Industry Workgroup Examines Exposure Limit Data

August 24, 2017

An industry workgroup made up of pharmaceutical companies, toxicologists, and data experts plans to unveil the early results of a data sharing project designed to enhance the safety of drug substances and aid compliance with quality guidelines, such as ICH M7.

An industry workgroup made up of pharmaceutical companies, toxicologists, and data experts plans to unveil the early results of a data sharing project designed to enhance the safety of drug substances and aid compliance with quality guidelines, such as International Council for Harmonization (ICH) M7.

Led by Lhasa, an educational charity which creates in-silico prediction and database systems, the Acceptable Intake (AI) and Permitted Daily Exposure (PDE) project has brought together a team of individuals to share and harmonize project data for commonly-used reagents and solvents. 

The calculation of compound specific AIs/PDEs is required in regulatory submission under various guidelines, including ICH M7 and ICH quality guidelines A, B, and C (Q3A/B/C).
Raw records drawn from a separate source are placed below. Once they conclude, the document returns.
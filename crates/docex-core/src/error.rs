//! Error types for the docex-core library.

use std::fmt;
use std::path::PathBuf;

use serde::{Deserialize, Serialize};
use thiserror::Error;

use crate::models::result::BatchResult;

/// Main error type for the docex library.
#[derive(Error, Debug)]
pub enum DocexError {
    /// Document reading error.
    #[error("reader error: {0}")]
    Reader(#[from] ReaderError),

    /// Template definition or template source error.
    #[error("template error: {0}")]
    Template(#[from] TemplateError),

    /// OCR collaborator error.
    #[error("OCR error: {0}")]
    Ocr(#[from] OcrError),

    /// I/O error.
    #[error("I/O error: {0}")]
    Io(#[from] std::io::Error),

    /// JSON (de)serialization error.
    #[error("JSON error: {0}")]
    Json(#[from] serde_json::Error),

    /// Configuration error.
    #[error("configuration error: {0}")]
    Config(String),

    /// The batch was cancelled; carries the results of documents that ran.
    #[error(
        "batch cancelled after {} of {} documents",
        .0.processed_files,
        .0.total_files
    )]
    BatchCancelled(Box<BatchResult>),
}

/// Errors raised while reading a single document.
#[derive(Error, Debug)]
pub enum ReaderError {
    /// No registered strategy claims the file.
    #[error("unsupported format: {}", .0.display())]
    UnsupportedFormat(PathBuf),

    /// The file is missing, locked or not readable.
    #[error("cannot access {}: {source}", path.display())]
    FileAccess {
        path: PathBuf,
        #[source]
        source: std::io::Error,
    },

    /// The file is structurally invalid for its format.
    #[error("corrupt document {}: {reason}", path.display())]
    Corrupt { path: PathBuf, reason: String },
}

impl ReaderError {
    /// Build a file access error from an I/O error.
    pub fn access(path: impl Into<PathBuf>, source: std::io::Error) -> Self {
        ReaderError::FileAccess {
            path: path.into(),
            source,
        }
    }

    /// Build a corruption error.
    pub fn corrupt(path: impl Into<PathBuf>, reason: impl Into<String>) -> Self {
        ReaderError::Corrupt {
            path: path.into(),
            reason: reason.into(),
        }
    }

    /// Stable error code for this failure.
    pub fn code(&self) -> ErrorCode {
        match self {
            ReaderError::UnsupportedFormat(_) => ErrorCode::UnsupportedFormat,
            ReaderError::FileAccess { .. } => ErrorCode::FileAccess,
            ReaderError::Corrupt { .. } => ErrorCode::CorruptDocument,
        }
    }
}

/// Errors related to template definitions and template sources.
#[derive(Error, Debug)]
pub enum TemplateError {
    /// A template violates one of its invariants.
    #[error("invalid template '{id}': {reason}")]
    Invalid { id: String, reason: String },

    /// Two templates share the same id.
    #[error("duplicate template id: {0}")]
    DuplicateId(String),

    /// No template with this id exists.
    #[error("template not found: {0}")]
    NotFound(String),

    /// The template source could not be read.
    #[error("cannot read template source {}: {source}", path.display())]
    Source {
        path: PathBuf,
        #[source]
        source: std::io::Error,
    },

    /// A template file could not be parsed.
    #[error("cannot parse template file {}: {source}", path.display())]
    Parse {
        path: PathBuf,
        #[source]
        source: serde_json::Error,
    },
}

impl TemplateError {
    pub(crate) fn invalid(id: &str, reason: impl Into<String>) -> Self {
        TemplateError::Invalid {
            id: id.to_string(),
            reason: reason.into(),
        }
    }
}

/// Errors reported by an OCR collaborator.
#[derive(Error, Debug)]
pub enum OcrError {
    /// The OCR backend is not installed or not reachable.
    #[error("OCR backend not available: {0}")]
    Unavailable(String),

    /// The backend ran but failed.
    #[error("OCR failed: {0}")]
    Failed(String),

    /// I/O error while preparing OCR input.
    #[error("I/O error: {0}")]
    Io(#[from] std::io::Error),
}

/// Stable, user-facing error codes carried on results.
#[derive(Debug, Clone, Copy, PartialEq, Eq, Hash, Serialize, Deserialize)]
#[serde(rename_all = "SCREAMING_SNAKE_CASE")]
pub enum ErrorCode {
    UnsupportedFormat,
    #[serde(rename = "FILE_ACCESS_ERROR")]
    FileAccess,
    CorruptDocument,
    NoTemplateMatch,
    #[serde(rename = "NO_EXTRACTION_METHOD_SUCCEEDED")]
    NoExtractionMethodSucceeded,
    BatchCancelled,
    #[serde(rename = "INTERNAL_ERROR")]
    Internal,
}

impl ErrorCode {
    /// The wire/display form of the code.
    pub fn as_str(&self) -> &'static str {
        match self {
            ErrorCode::UnsupportedFormat => "UNSUPPORTED_FORMAT",
            ErrorCode::FileAccess => "FILE_ACCESS_ERROR",
            ErrorCode::CorruptDocument => "CORRUPT_DOCUMENT",
            ErrorCode::NoTemplateMatch => "NO_TEMPLATE_MATCH",
            ErrorCode::NoExtractionMethodSucceeded => "NO_EXTRACTION_METHOD_SUCCEEDED",
            ErrorCode::BatchCancelled => "BATCH_CANCELLED",
            ErrorCode::Internal => "INTERNAL_ERROR",
        }
    }

    /// Whether this code stops admission when a batch runs fail-fast.
    pub fn is_fatal(&self) -> bool {
        matches!(
            self,
            ErrorCode::UnsupportedFormat
                | ErrorCode::FileAccess
                | ErrorCode::CorruptDocument
                | ErrorCode::Internal
        )
    }

    /// Guidance shown to users next to the error.
    pub fn remediation(&self) -> &'static str {
        match self {
            ErrorCode::UnsupportedFormat => {
                "Convert the document to PDF, DOCX, XLSX, an image or plain text"
            }
            ErrorCode::FileAccess => {
                "Check that the file exists, is not locked and is readable, then retry"
            }
            ErrorCode::CorruptDocument => {
                "Re-export or re-download the document; the file structure is damaged"
            }
            ErrorCode::NoTemplateMatch => {
                "Lower the template confidence threshold, add keywords, or enable OCR for scanned documents"
            }
            ErrorCode::NoExtractionMethodSucceeded => {
                "Adjust the zone coordinates, relax the regex pattern, or add proximity keywords"
            }
            ErrorCode::BatchCancelled => "Re-run the batch for the remaining documents",
            ErrorCode::Internal => "Report the document; an unexpected error occurred while reading it",
        }
    }
}

impl fmt::Display for ErrorCode {
    fn fmt(&self, f: &mut fmt::Formatter<'_>) -> fmt::Result {
        f.write_str(self.as_str())
    }
}

/// Result type for the docex library.
pub type Result<T> = std::result::Result<T, DocexError>;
This calculation and presentation process can be consuming and costly, with the potential for duplicate or non-equivalent assessments across submissions from around the world.

The project was initiated in 2017 using the charity’s Vitic Nexus platform, a chemical database and information management system. Nine pharmaceutical companies, including AstraZeneca, Boehringer Ingelheim, GlaxoSmithKline, Novartis, and Sanofi Aventis have shared project data. Currently, the group is looking to expand to include new members from the pharmaceutical community.

“One benefit of the AI/PDE project is that participants may gain access to a set of acceptable exposure limits for chemicals common to the synthesis of pharmaceuticals,” said Krista Dobo, senior director of drug safety R&D at Pfizer, in a company press release. “In addition to the knowledge gained, the presentation of consistent limits to regulatory authorities across pharmaceutical companies has the potential to minimize the likelihood that a proposed limit would be rejected.”